## Task item
In the entries below, find each line with the string "struct" and copy it.

## Task material
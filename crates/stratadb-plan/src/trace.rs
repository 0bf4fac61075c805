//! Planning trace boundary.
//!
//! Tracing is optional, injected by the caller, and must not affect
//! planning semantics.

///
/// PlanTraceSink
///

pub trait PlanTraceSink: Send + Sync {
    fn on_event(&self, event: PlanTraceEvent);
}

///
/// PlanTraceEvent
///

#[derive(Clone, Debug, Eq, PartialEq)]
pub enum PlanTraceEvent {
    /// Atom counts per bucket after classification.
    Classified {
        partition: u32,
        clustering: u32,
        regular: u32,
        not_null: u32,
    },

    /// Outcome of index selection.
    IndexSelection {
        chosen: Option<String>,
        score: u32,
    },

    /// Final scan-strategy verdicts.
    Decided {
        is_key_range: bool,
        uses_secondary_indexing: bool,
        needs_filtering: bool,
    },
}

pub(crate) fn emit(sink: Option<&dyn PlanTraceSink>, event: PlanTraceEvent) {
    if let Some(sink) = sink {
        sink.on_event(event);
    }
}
* * *
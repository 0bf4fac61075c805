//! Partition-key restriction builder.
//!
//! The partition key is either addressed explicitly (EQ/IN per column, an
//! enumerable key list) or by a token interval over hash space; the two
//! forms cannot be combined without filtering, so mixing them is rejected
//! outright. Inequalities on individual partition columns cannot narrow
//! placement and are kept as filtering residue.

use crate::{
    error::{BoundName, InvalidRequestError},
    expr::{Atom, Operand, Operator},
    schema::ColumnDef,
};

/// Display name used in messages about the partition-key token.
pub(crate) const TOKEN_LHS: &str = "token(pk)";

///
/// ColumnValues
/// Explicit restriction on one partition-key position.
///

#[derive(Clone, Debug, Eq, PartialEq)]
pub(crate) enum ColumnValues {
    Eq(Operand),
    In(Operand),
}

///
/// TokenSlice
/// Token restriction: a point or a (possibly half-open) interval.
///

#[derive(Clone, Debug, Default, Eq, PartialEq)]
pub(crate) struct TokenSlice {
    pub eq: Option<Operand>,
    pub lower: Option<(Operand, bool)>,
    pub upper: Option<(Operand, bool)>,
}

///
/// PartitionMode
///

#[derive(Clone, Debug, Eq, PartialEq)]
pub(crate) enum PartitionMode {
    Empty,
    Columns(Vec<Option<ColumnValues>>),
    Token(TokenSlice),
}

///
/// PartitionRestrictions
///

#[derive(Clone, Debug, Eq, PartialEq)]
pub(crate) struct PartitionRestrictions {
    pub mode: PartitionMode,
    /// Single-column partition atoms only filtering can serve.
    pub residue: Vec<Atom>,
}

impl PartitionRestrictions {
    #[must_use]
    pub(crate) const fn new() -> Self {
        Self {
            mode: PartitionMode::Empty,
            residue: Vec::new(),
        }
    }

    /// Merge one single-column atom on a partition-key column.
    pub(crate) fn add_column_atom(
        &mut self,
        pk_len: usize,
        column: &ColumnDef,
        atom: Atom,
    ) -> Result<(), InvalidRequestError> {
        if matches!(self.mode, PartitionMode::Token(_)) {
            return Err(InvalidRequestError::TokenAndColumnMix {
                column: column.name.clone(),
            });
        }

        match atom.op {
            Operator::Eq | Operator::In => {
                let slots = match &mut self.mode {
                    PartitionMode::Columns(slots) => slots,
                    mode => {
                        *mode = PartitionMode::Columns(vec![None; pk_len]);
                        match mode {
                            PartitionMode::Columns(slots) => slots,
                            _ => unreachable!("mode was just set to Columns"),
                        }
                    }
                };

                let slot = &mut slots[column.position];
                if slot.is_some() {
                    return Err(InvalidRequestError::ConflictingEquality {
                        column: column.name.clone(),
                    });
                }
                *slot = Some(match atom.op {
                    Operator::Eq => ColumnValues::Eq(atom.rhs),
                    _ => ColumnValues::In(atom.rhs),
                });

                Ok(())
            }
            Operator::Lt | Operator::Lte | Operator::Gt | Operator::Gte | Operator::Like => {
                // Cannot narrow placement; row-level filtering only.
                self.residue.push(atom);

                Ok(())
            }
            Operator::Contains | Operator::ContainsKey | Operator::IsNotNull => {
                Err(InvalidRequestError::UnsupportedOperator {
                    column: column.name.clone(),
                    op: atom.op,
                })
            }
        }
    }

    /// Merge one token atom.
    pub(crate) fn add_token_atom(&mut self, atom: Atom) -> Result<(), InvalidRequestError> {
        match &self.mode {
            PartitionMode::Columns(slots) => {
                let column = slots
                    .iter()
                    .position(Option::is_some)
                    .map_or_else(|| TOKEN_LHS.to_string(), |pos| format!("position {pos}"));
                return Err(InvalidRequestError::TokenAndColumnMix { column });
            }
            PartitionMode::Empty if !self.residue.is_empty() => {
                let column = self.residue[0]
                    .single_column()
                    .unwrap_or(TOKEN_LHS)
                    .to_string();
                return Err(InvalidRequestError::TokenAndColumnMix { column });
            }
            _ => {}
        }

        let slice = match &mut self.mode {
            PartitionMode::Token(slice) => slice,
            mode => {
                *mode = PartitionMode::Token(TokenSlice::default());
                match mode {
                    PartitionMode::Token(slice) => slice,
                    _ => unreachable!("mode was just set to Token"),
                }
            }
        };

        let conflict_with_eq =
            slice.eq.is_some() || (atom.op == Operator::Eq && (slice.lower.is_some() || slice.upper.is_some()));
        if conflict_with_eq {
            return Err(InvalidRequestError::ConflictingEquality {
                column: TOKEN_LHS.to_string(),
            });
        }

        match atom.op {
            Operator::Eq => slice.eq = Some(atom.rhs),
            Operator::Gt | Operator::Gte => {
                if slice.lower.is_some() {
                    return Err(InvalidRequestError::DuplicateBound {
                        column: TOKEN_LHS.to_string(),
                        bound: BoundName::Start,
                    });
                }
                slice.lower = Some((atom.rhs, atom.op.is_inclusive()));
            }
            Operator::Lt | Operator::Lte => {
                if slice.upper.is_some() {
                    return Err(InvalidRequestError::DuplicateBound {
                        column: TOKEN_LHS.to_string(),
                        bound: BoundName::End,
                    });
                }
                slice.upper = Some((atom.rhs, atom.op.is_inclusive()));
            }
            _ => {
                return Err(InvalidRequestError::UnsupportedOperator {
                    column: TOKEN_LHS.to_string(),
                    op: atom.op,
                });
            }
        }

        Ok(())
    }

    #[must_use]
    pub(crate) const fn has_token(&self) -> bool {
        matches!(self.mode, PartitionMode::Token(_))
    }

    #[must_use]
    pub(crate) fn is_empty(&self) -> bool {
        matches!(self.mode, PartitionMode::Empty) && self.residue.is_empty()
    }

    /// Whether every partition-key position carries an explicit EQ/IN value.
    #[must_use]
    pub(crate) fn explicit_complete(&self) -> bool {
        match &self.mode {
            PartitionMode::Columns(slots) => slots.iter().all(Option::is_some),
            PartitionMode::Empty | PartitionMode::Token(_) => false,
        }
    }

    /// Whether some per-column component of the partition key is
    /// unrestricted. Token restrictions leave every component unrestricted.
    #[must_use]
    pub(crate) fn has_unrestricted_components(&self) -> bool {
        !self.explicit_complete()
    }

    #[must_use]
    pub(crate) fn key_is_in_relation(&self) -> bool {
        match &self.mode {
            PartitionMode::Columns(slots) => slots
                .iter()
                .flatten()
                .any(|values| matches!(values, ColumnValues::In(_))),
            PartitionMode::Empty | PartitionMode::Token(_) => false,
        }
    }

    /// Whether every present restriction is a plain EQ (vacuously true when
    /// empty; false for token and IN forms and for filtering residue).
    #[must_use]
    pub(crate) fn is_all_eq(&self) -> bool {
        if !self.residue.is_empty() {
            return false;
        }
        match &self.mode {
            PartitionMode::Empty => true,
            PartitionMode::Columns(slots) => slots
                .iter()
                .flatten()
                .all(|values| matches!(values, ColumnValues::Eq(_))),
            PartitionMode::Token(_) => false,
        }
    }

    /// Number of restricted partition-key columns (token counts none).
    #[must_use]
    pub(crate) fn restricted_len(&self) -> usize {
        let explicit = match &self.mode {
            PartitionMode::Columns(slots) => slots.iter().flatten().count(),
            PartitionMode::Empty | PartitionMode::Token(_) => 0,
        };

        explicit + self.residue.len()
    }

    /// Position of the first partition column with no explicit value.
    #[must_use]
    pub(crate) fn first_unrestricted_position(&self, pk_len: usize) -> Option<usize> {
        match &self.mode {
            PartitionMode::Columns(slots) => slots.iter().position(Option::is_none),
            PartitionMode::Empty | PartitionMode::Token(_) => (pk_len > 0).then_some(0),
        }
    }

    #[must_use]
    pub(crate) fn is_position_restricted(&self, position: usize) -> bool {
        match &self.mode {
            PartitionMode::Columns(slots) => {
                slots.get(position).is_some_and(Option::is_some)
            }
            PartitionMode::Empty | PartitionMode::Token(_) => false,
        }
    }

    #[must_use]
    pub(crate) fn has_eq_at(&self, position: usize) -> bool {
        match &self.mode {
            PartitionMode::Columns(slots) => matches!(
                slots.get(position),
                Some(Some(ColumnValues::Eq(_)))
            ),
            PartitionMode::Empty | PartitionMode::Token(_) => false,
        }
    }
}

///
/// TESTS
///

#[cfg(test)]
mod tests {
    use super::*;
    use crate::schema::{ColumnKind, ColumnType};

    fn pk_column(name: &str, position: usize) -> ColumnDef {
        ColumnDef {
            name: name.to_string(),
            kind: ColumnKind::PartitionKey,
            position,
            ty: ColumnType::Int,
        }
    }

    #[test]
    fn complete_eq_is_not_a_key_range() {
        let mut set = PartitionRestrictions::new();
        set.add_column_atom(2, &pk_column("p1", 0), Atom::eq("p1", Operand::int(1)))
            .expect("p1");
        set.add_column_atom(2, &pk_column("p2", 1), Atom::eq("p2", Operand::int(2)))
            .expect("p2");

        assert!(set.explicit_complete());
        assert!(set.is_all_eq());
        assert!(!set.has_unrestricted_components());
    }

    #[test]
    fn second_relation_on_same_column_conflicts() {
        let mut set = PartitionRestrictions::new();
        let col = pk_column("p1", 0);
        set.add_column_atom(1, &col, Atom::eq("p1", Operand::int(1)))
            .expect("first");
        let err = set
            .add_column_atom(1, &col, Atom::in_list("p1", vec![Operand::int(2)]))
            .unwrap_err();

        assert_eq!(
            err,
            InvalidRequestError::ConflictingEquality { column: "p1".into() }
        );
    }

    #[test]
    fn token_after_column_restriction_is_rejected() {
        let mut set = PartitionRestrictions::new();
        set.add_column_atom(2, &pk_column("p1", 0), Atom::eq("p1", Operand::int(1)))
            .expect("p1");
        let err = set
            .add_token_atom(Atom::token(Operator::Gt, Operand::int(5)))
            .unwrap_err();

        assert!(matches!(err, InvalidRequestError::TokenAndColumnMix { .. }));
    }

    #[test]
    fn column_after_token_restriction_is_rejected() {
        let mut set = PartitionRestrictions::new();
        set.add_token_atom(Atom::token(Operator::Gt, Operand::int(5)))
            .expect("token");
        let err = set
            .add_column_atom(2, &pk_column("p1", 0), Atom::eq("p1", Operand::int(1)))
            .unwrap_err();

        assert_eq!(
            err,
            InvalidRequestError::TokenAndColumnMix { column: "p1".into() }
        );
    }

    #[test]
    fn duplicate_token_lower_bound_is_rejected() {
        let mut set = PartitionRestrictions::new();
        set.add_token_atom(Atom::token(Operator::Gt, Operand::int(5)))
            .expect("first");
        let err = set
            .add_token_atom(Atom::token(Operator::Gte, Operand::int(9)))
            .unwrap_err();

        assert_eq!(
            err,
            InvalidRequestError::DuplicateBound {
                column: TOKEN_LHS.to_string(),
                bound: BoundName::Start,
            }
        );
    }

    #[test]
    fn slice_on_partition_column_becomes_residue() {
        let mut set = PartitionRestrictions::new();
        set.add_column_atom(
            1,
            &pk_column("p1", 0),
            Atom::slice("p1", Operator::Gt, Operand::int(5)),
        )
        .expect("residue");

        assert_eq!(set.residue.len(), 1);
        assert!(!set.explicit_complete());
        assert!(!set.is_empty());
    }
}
==
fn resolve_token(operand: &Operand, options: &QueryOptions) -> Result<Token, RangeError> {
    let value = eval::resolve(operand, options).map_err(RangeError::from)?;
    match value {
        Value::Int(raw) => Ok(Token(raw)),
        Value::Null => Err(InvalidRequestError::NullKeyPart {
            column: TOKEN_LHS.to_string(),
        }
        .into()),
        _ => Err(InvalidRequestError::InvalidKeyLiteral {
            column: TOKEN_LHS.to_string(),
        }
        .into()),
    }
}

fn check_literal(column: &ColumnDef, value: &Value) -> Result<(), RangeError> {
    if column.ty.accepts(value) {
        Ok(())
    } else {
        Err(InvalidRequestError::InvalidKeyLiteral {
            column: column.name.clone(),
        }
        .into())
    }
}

## Expected answer
pub(crate) struct TokenSlice {
pub(crate) struct PartitionRestrictions {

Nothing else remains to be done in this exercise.